EM-Viertelfinale

„Möge der Bessere gewinnen.“ So oder so ähnlich könnte das Motto der Viertelfinalpartien gewesen sein. Jeweils der spielerisch besseren Mannschaft gelang es letztlich sich für das Halbfinale zu qualifizieren, was den neutralen Zuschauer natürlich auf spannende und ausgeglichene Spiele hoffen lässt.

Portugal-Tschechien 1:0

Portugal gewinnt dank eines überragenden Cristiano Ronaldo verdient mit 1:0 gegen Tschechien und trifft nun im Halbfinale auf den Favoriten aus Spanien.

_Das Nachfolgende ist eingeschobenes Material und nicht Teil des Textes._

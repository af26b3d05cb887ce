use clap::{Parser, ValueEnum};
use ferrous_lookup_domain::{CliOverrides, RecordType};
use ferrous_lookup_infrastructure::dns::forwarding::DnsForwarder;
use ferrous_lookup_infrastructure::dns::transport::UdpTransport;
use std::sync::Arc;
use tracing::{error, info};

mod bootstrap;
mod presenter;

#[derive(Debug, Clone, Copy, PartialEq, Eq, ValueEnum)]
enum QueryType {
    A,
    Mx,
}

impl From<QueryType> for RecordType {
    fn from(value: QueryType) -> Self {
        match value {
            QueryType::A => RecordType::A,
            QueryType::Mx => RecordType::MX,
        }
    }
}

#[derive(Parser)]
#[command(name = "ferrous-lookup")]
#[command(version)]
#[command(about = "Ferrous Lookup - single-shot DNS query over UDP")]
struct Cli {
    /// Domain name to look up
    domain: String,

    /// Record type to query
    #[arg(short = 't', long = "type", value_enum, default_value = "a")]
    record_type: QueryType,

    /// Resolver IP address
    #[arg(short = 's', long)]
    server: Option<String>,

    /// Resolver port
    #[arg(short = 'p', long)]
    port: Option<u16>,

    /// Send and receive timeout in milliseconds
    #[arg(long)]
    timeout_ms: Option<u64>,

    /// Configuration file path
    #[arg(short = 'c', long, value_name = "FILE")]
    config: Option<String>,

    /// Log level (trace, debug, info, warn, error)
    #[arg(long)]
    log_level: Option<String>,
}

#[tokio::main(flavor = "current_thread")]
async fn main() -> anyhow::Result<()> {
    let cli = Cli::parse();

    let cli_overrides = CliOverrides {
        server: cli.server.clone(),
        port: cli.port,
        timeout_ms: cli.timeout_ms,
        log_level: cli.log_level.clone(),
    };

    let config = bootstrap::load_config(cli.config.as_deref(), cli_overrides)?;
    bootstrap::init_logging(&config);

    let server_addr = config.resolver.socket_addr()?;
    let record_type = RecordType::from(cli.record_type);

    info!(
        version = env!("CARGO_PKG_VERSION"),
        server = %server_addr,
        timeout_ms = config.resolver.timeout_ms,
        "Starting ferrous-lookup"
    );

    let forwarder = DnsForwarder::new(
        Arc::new(UdpTransport::new(server_addr)),
        config.resolver.timeout(),
    );

    let response = forwarder
        .query(&cli.domain, &record_type)
        .await
        .map_err(|e| {
            error!(domain = %cli.domain, kind = ?e.kind(), error = %e, "Lookup failed");
            e
        })?;

    print!("{}", presenter::render(&response, chrono::Local::now()));
    Ok(())
}
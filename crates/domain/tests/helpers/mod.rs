pub mod builders;

pub use builders::ResourceRecordBuilder;
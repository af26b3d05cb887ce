#![allow(dead_code)]
pub mod builders;
pub mod dns_server_mock;

pub use builders::{encode_name, ResponseBuilder, Section, PTR_FIRST_QUESTION};
pub use dns_server_mock::{MockDnsServer, MockTransport};
use std::fmt;

#[derive(Debug, Clone, Copy, PartialEq, Eq, Hash)]
pub enum RecordClass {
    IN,
    CS,
    CH,
    HS,
    Unknown(u16),
}

impl RecordClass {
    pub fn from_u16(code: u16) -> Self {
        match code {
            1 => RecordClass::IN,
            2 => RecordClass::CS,
            3 => RecordClass::CH,
            4 => RecordClass::HS,
            n => RecordClass::Unknown(n),
        }
    }

    pub fn to_u16(&self) -> u16 {
        match self {
            RecordClass::IN => 1,
            RecordClass::CS => 2,
            RecordClass::CH => 3,
            RecordClass::HS => 4,
            RecordClass::Unknown(n) => *n,
        }
    }
}

impl fmt::Display for RecordClass {
    fn fmt(&self, f: &mut fmt::Formatter<'_>) -> fmt::Result {
        match self {
            RecordClass::IN => f.write_str("IN"),
            RecordClass::CS => f.write_str("CS"),
            RecordClass::CH => f.write_str("CH"),
            RecordClass::HS => f.write_str("HS"),
            RecordClass::Unknown(n) => write!(f, "CLASS{}", n),
        }
    }
}
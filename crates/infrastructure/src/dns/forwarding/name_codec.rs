//! Domain name wire codec (RFC 1035 §3.1, §4.1.4)
//!
//! Names are a run of length-prefixed labels closed by a zero byte. On decode
//! a label length byte whose top two bits are `11` is a compression pointer:
//! the low 14 bits of it and the next byte give an earlier offset in the same
//! message where the rest of the name continues.

use ferrous_lookup_domain::DomainError;

pub const MAX_LABEL_LEN: usize = 63;
pub const MAX_NAME_LEN: usize = 255;

const LABEL_TYPE_MASK: u8 = 0b1100_0000;
const POINTER_TAG: u8 = 0b1100_0000;
const LITERAL_TAG: u8 = 0b0000_0000;
const POINTER_OFFSET_MASK: u8 = 0b0011_1111;

/// Root name, as produced by [`NameCodec::decode`] for a lone zero byte.
pub const ROOT: &str = ".";

pub struct NameCodec;

impl NameCodec {
    /// Encode `name` verbatim, without compression.
    ///
    /// Empty labels are skipped, so `"example.com."` and `"example.com"`
    /// encode the same and `""` / `"."` encode to the root name. A backslash
    /// takes the next character literally, so `a\.b` is one label `a.b`.
    pub fn encode(name: &str) -> Result<Vec<u8>, DomainError> {
        let mut buf = Vec::with_capacity(name.len() + 2);
        Self::encode_into(name, &mut buf)?;
        Ok(buf)
    }

    pub fn encode_into(name: &str, buf: &mut Vec<u8>) -> Result<(), DomainError> {
        let start = buf.len();

        let labels = split_labels(name)?;

        for label in labels.iter().filter(|l| !l.is_empty()) {
            if label.len() > MAX_LABEL_LEN {
                buf.truncate(start);
                return Err(DomainError::InvalidDomainName(format!(
                    "label '{}' in '{}' is {} bytes, limit is {}",
                    String::from_utf8_lossy(label),
                    name,
                    label.len(),
                    MAX_LABEL_LEN
                )));
            }
            buf.push(label.len() as u8);
            buf.extend_from_slice(label);
        }
        buf.push(0);

        let encoded_len = buf.len() - start;
        if encoded_len > MAX_NAME_LEN {
            buf.truncate(start);
            return Err(DomainError::InvalidDomainName(format!(
                "'{}' encodes to {} bytes, limit is {}",
                name, encoded_len, MAX_NAME_LEN
            )));
        }

        Ok(())
    }

    /// Decode the name starting at `offset` in `buf`.
    ///
    /// Returns the dotted name and the offset just past the name as seen by
    /// the caller: after the terminating zero byte, or after the first
    /// compression pointer when one is followed. Bytes reached through a
    /// pointer are read but never advance the caller's cursor.
    ///
    /// A pointer must target an offset below the start of the label run it
    /// was found in, so every jump moves strictly backwards and decoding
    /// always terminates.
    pub fn decode(buf: &[u8], offset: usize) -> Result<(String, usize), DomainError> {
        let mut labels: Vec<String> = Vec::new();
        let mut pos = offset;
        let mut run_start = offset;
        let mut resume_at: Option<usize> = None;
        let mut encoded_len = 0usize;

        loop {
            let len_byte = *buf.get(pos).ok_or_else(|| {
                DomainError::MalformedMessage(format!("name at offset {} runs past end of message", offset))
            })?;

            match len_byte & LABEL_TYPE_MASK {
                LITERAL_TAG if len_byte == 0 => {
                    pos += 1;
                    break;
                }
                LITERAL_TAG => {
                    let len = len_byte as usize;
                    let start = pos + 1;
                    let label = buf.get(start..start + len).ok_or_else(|| {
                        DomainError::MalformedMessage(format!(
                            "label at offset {} runs past end of message",
                            pos
                        ))
                    })?;

                    encoded_len += 1 + len;
                    if encoded_len + 1 > MAX_NAME_LEN {
                        return Err(DomainError::MalformedMessage(format!(
                            "name at offset {} exceeds {} bytes",
                            offset, MAX_NAME_LEN
                        )));
                    }

                    labels.push(escape_label(label));
                    pos = start + len;
                }
                POINTER_TAG => {
                    let low = *buf.get(pos + 1).ok_or_else(|| {
                        DomainError::MalformedMessage(format!(
                            "compression pointer at offset {} is cut short",
                            pos
                        ))
                    })?;
                    let target = (((len_byte & POINTER_OFFSET_MASK) as usize) << 8) | low as usize;

                    if target >= run_start {
                        return Err(DomainError::MalformedMessage(format!(
                            "compression pointer at offset {} targets {}, which is not before {}",
                            pos, target, run_start
                        )));
                    }

                    if resume_at.is_none() {
                        resume_at = Some(pos + 2);
                    }
                    pos = target;
                    run_start = target;
                }
                other => {
                    return Err(DomainError::MalformedMessage(format!(
                        "unsupported label type {:#04x} at offset {}",
                        other, pos
                    )));
                }
            }
        }

        let name = if labels.is_empty() {
            ROOT.to_string()
        } else {
            labels.join(".")
        };

        Ok((name, resume_at.unwrap_or(pos)))
    }
}

/// Split a presentation-format name on unescaped dots.
fn split_labels(name: &str) -> Result<Vec<Vec<u8>>, DomainError> {
    let mut labels = Vec::new();
    let mut current = Vec::new();
    let mut bytes = name.bytes();

    while let Some(b) = bytes.next() {
        match b {
            b'\\' => {
                let escaped = bytes.next().ok_or_else(|| {
                    DomainError::InvalidDomainName(format!("'{}' ends with a lone backslash", name))
                })?;
                current.push(escaped);
            }
            b'.' => labels.push(std::mem::take(&mut current)),
            other => current.push(other),
        }
    }
    labels.push(current);

    Ok(labels)
}

/// Label bytes as text, with `.` and `\\` escaped so the dotted name splits
/// back into the same labels.
fn escape_label(label: &[u8]) -> String {
    let text = String::from_utf8_lossy(label);
    if !text.contains(['.', '\\']) {
        return text.into_owned();
    }

    let mut escaped = String::with_capacity(text.len() + 2);
    for c in text.chars() {
        if c == '.' || c == '\\' {
            escaped.push('\\');
        }
        escaped.push(c);
    }
    escaped
}
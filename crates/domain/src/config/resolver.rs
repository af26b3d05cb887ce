use serde::{Deserialize, Serialize};
use std::net::{IpAddr, SocketAddr};
use std::time::Duration;

use super::errors::ConfigError;

#[derive(Debug, Clone, Deserialize, Serialize)]
pub struct ResolverConfig {
    /// IP address of the resolver that receives the query.
    #[serde(default = "default_server")]
    pub server: String,

    #[serde(default = "default_port")]
    pub port: u16,

    /// Applied separately to the send and to the receive.
    #[serde(default = "default_timeout_ms")]
    pub timeout_ms: u64,
}

impl Default for ResolverConfig {
    fn default() -> Self {
        Self {
            server: default_server(),
            port: default_port(),
            timeout_ms: default_timeout_ms(),
        }
    }
}

impl ResolverConfig {
    pub fn socket_addr(&self) -> Result<SocketAddr, ConfigError> {
        let ip: IpAddr = self.server.parse().map_err(|_| {
            ConfigError::Validation(format!(
                "Resolver '{}' is not an IP address",
                self.server
            ))
        })?;
        Ok(SocketAddr::new(ip, self.port))
    }

    pub fn timeout(&self) -> Duration {
        Duration::from_millis(self.timeout_ms)
    }
}

fn default_server() -> String {
    "8.8.8.8".to_string()
}

fn default_port() -> u16 {
    53
}

fn default_timeout_ms() -> u64 {
    5000
}
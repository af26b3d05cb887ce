use super::{Header, RecordClass, RecordType, ResourceRecord};

#[derive(Debug, Clone, PartialEq, Eq)]
pub struct Question {
    pub name: String,
    pub qtype: u16,
    pub qclass: u16,
}

impl Question {
    pub fn new(name: impl Into<String>, record_type: RecordType) -> Self {
        Self {
            name: name.into(),
            qtype: record_type.to_u16(),
            qclass: RecordClass::IN.to_u16(),
        }
    }

    pub fn record_type(&self) -> Option<RecordType> {
        RecordType::from_u16(self.qtype)
    }

    pub fn record_class(&self) -> RecordClass {
        RecordClass::from_u16(self.qclass)
    }
}

/// A fully decoded DNS message. Owns every question and record.
#[derive(Debug, Clone, PartialEq, Eq)]
pub struct Message {
    pub header: Header,
    pub questions: Vec<Question>,
    pub answers: Vec<ResourceRecord>,
    pub authorities: Vec<ResourceRecord>,
    pub additionals: Vec<ResourceRecord>,
}

impl Message {
    /// All resource records in wire order: answer, authority, additional.
    pub fn records(&self) -> impl Iterator<Item = &ResourceRecord> {
        self.answers
            .iter()
            .chain(self.authorities.iter())
            .chain(self.additionals.iter())
    }

    pub fn is_truncated(&self) -> bool {
        self.header.truncated()
    }
}
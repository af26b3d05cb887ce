//! DNS message header (RFC 1035 §4.1.1)
//!
//! ```text
//!  15 14 13 12 11 10  9  8  7  6  5  4  3  2  1  0
//! +--+-----------+--+--+--+--+--------+-----------+
//! |QR|  Opcode   |AA|TC|RD|RA|   Z    |   RCODE   |
//! +--+-----------+--+--+--+--+--------+-----------+
//! ```

use std::fmt;

pub const FLAG_QR: u16 = 1 << 15;
pub const OPCODE_MASK: u16 = 0x7800;
pub const OPCODE_SHIFT: u16 = 11;
pub const FLAG_AA: u16 = 1 << 10;
pub const FLAG_TC: u16 = 1 << 9;
pub const FLAG_RD: u16 = 1 << 8;
pub const FLAG_RA: u16 = 1 << 7;
pub const Z_MASK: u16 = 0x0070;
pub const Z_SHIFT: u16 = 4;
pub const RCODE_MASK: u16 = 0x000F;

/// Size of the fixed header on the wire.
pub const HEADER_LEN: usize = 12;

#[derive(Debug, Clone, Copy, PartialEq, Eq)]
pub enum Opcode {
    Query,
    InverseQuery,
    Status,
    Notify,
    Update,
    Reserved(u8),
}

impl Opcode {
    pub fn from_u8(value: u8) -> Self {
        match value {
            0 => Opcode::Query,
            1 => Opcode::InverseQuery,
            2 => Opcode::Status,
            4 => Opcode::Notify,
            5 => Opcode::Update,
            n => Opcode::Reserved(n),
        }
    }

    pub fn to_u8(&self) -> u8 {
        match self {
            Opcode::Query => 0,
            Opcode::InverseQuery => 1,
            Opcode::Status => 2,
            Opcode::Notify => 4,
            Opcode::Update => 5,
            Opcode::Reserved(n) => *n,
        }
    }
}

impl fmt::Display for Opcode {
    fn fmt(&self, f: &mut fmt::Formatter<'_>) -> fmt::Result {
        match self {
            Opcode::Query => f.write_str("QUERY"),
            Opcode::InverseQuery => f.write_str("IQUERY"),
            Opcode::Status => f.write_str("STATUS"),
            Opcode::Notify => f.write_str("NOTIFY"),
            Opcode::Update => f.write_str("UPDATE"),
            Opcode::Reserved(n) => write!(f, "RESERVED{}", n),
        }
    }
}

#[derive(Debug, Clone, Copy, PartialEq, Eq)]
pub enum ResponseCode {
    NoError,
    FormErr,
    ServFail,
    NxDomain,
    NotImp,
    Refused,
    YxDomain,
    YxRrSet,
    NxRrSet,
    NotAuth,
    NotZone,
    Reserved(u8),
}

impl ResponseCode {
    pub fn from_u8(value: u8) -> Self {
        match value {
            0 => ResponseCode::NoError,
            1 => ResponseCode::FormErr,
            2 => ResponseCode::ServFail,
            3 => ResponseCode::NxDomain,
            4 => ResponseCode::NotImp,
            5 => ResponseCode::Refused,
            6 => ResponseCode::YxDomain,
            7 => ResponseCode::YxRrSet,
            8 => ResponseCode::NxRrSet,
            9 => ResponseCode::NotAuth,
            10 => ResponseCode::NotZone,
            n => ResponseCode::Reserved(n),
        }
    }

    pub fn as_str(&self) -> &'static str {
        match self {
            ResponseCode::NoError => "NOERROR",
            ResponseCode::FormErr => "FORMERR",
            ResponseCode::ServFail => "SERVFAIL",
            ResponseCode::NxDomain => "NXDOMAIN",
            ResponseCode::NotImp => "NOTIMP",
            ResponseCode::Refused => "REFUSED",
            ResponseCode::YxDomain => "YXDOMAIN",
            ResponseCode::YxRrSet => "YXRRSET",
            ResponseCode::NxRrSet => "NXRRSET",
            ResponseCode::NotAuth => "NOTAUTH",
            ResponseCode::NotZone => "NOTZONE",
            ResponseCode::Reserved(_) => "RESERVED",
        }
    }
}

impl fmt::Display for ResponseCode {
    fn fmt(&self, f: &mut fmt::Formatter<'_>) -> fmt::Result {
        match self {
            ResponseCode::Reserved(n) => write!(f, "RCODE{}", n),
            other => f.write_str(other.as_str()),
        }
    }
}

#[derive(Debug, Clone, Copy, PartialEq, Eq, Default)]
pub struct Header {
    pub id: u16,
    pub flags: u16,
    pub question_count: u16,
    pub answer_count: u16,
    pub authority_count: u16,
    pub additional_count: u16,
}

impl Header {
    /// Standard recursive query header carrying a single question.
    pub fn query(id: u16) -> Self {
        Self {
            id,
            flags: FLAG_RD,
            question_count: 1,
            ..Self::default()
        }
    }

    pub fn is_response(&self) -> bool {
        self.flags & FLAG_QR != 0
    }

    pub fn opcode(&self) -> Opcode {
        Opcode::from_u8(((self.flags & OPCODE_MASK) >> OPCODE_SHIFT) as u8)
    }

    pub fn authoritative(&self) -> bool {
        self.flags & FLAG_AA != 0
    }

    /// TC bit. Informational only: nothing retries over TCP.
    pub fn truncated(&self) -> bool {
        self.flags & FLAG_TC != 0
    }

    pub fn recursion_desired(&self) -> bool {
        self.flags & FLAG_RD != 0
    }

    pub fn recursion_available(&self) -> bool {
        self.flags & FLAG_RA != 0
    }

    pub fn z(&self) -> u8 {
        ((self.flags & Z_MASK) >> Z_SHIFT) as u8
    }

    pub fn response_code(&self) -> ResponseCode {
        ResponseCode::from_u8((self.flags & RCODE_MASK) as u8)
    }

    /// Total number of resource records announced across the three record sections.
    pub fn record_count(&self) -> usize {
        self.answer_count as usize + self.authority_count as usize + self.additional_count as usize
    }
}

Über die gesamten 90 Minuten waren die Portugiesen spielbestimmend, nur gelang es ihnen lange Zeit nicht ihre Überlegenheit in Tore umzumünzen. Beleg für die Dominanz der Portugiesen ist ein Ballbesitz von 62,2 % und ein Torschussverhältnis von 20 zu 2. Dass die Partie trotzdem lange Zeit so offenblieb, lag vor allem an der mangelnden Chancenverwertung Portugals. Allein Cristiano Ronaldo hatte mehrfach die Führung auf dem Fuß. Aber entweder das Aluminium oder starke tschechische Torwart Cech wussten dies zu Verhindern. In der 79. Erlöste der Weltstar seine Landsleute und erzielte nach einer wunderschönen Moutinho-Flanke per Kopf den 1:0 Siegtreffer. In diesem Spiel bewies Cristiano Ronaldo endlich auch in der Nationalmannschaft, dass er in kritischen Momenten Verantwortung übernehmen kann. Alles in allem ein verdienter Sieg der klar spielbestimmenden Mannschaft aus Portugal.

 

Deutschland-Griechenland 4:2

Einen ausführlichen Spielbericht zur Partie Deutschland gegen Griechenland gibt es hier

Spanien-Frankreich 2:0

Durch einen Doppelpack von Xabi Alonso in seinem 100. Länderspiel zieht Spanien ins Halbfinale der Europameisterschaft ein. In einem über weite Strecken ereignisarmen Spiel zwischen Frankreich und Spanien gewann der amtierende Welt-und Europameister letztlich souverän mit 2:0. Die Spanier spielten ihr übliches Spiel: Viele lange Ballstaffeten, wenig Raumgewinn, den Gegner viel laufen lassen und effektiv die Chancen verwerten. Die Franzosen hatten diesem Spiel nur wenig entgegenzusetzen. Einzig die individuelle Klasse Franck Riberys sorgte hin und wieder mal für Gefahr vor dem spanischen Kasten. So spielten die Spanier ihren Stiefel herunter und gewannen unspektakulär und ungefährdet gegen überforderte Franzosen. Man wurde das Gefühl nicht los, dass die spanische Elf nur das tat, was unbedingt notwendig war und problemlos ein bis zwei Gänge hätte zulegen können. Spanien trifft nun auf Portugal und wird es in dieser Partie deutlich schwere haben als gegen die enttäuschenden Franzosen.

 

Italien-England 4:2 n.E.

Das Viertelfinale Italien gegen England musste durch Elfmeterschießen entschieden werden. In den 120 Minuten zuvor war es den drückend überlegenen Italienern nicht gelungen einen ihrer 36! Torschüsse im Tor von Joe Hart unterzubringen. Vor allem Balotelli erwies sich als echter Chancentod und vergab mehrfach relativ freistehend vor dem englischen Kasten. War die erste Halbzeit noch relativ ausgeglichen, wurden die Italiener, angeführt durch den starken Andrea Pirlo, mit zunehmender Spieldauer immer stärker. Über die gesamte Spielzeit hatte Italien 68% Ballbesitz und bestimmte das Spiel nach Belieben. England spielte mit der Chelsea-Taktik und mauerte sich ins Elfmeterschießen, indem sie, wie es sich für eine englische Mannschaft gehört, den abgezockten Italienern unterlegen waren. Italien trifft im Halbfinale am 28.06 auf Deutschland.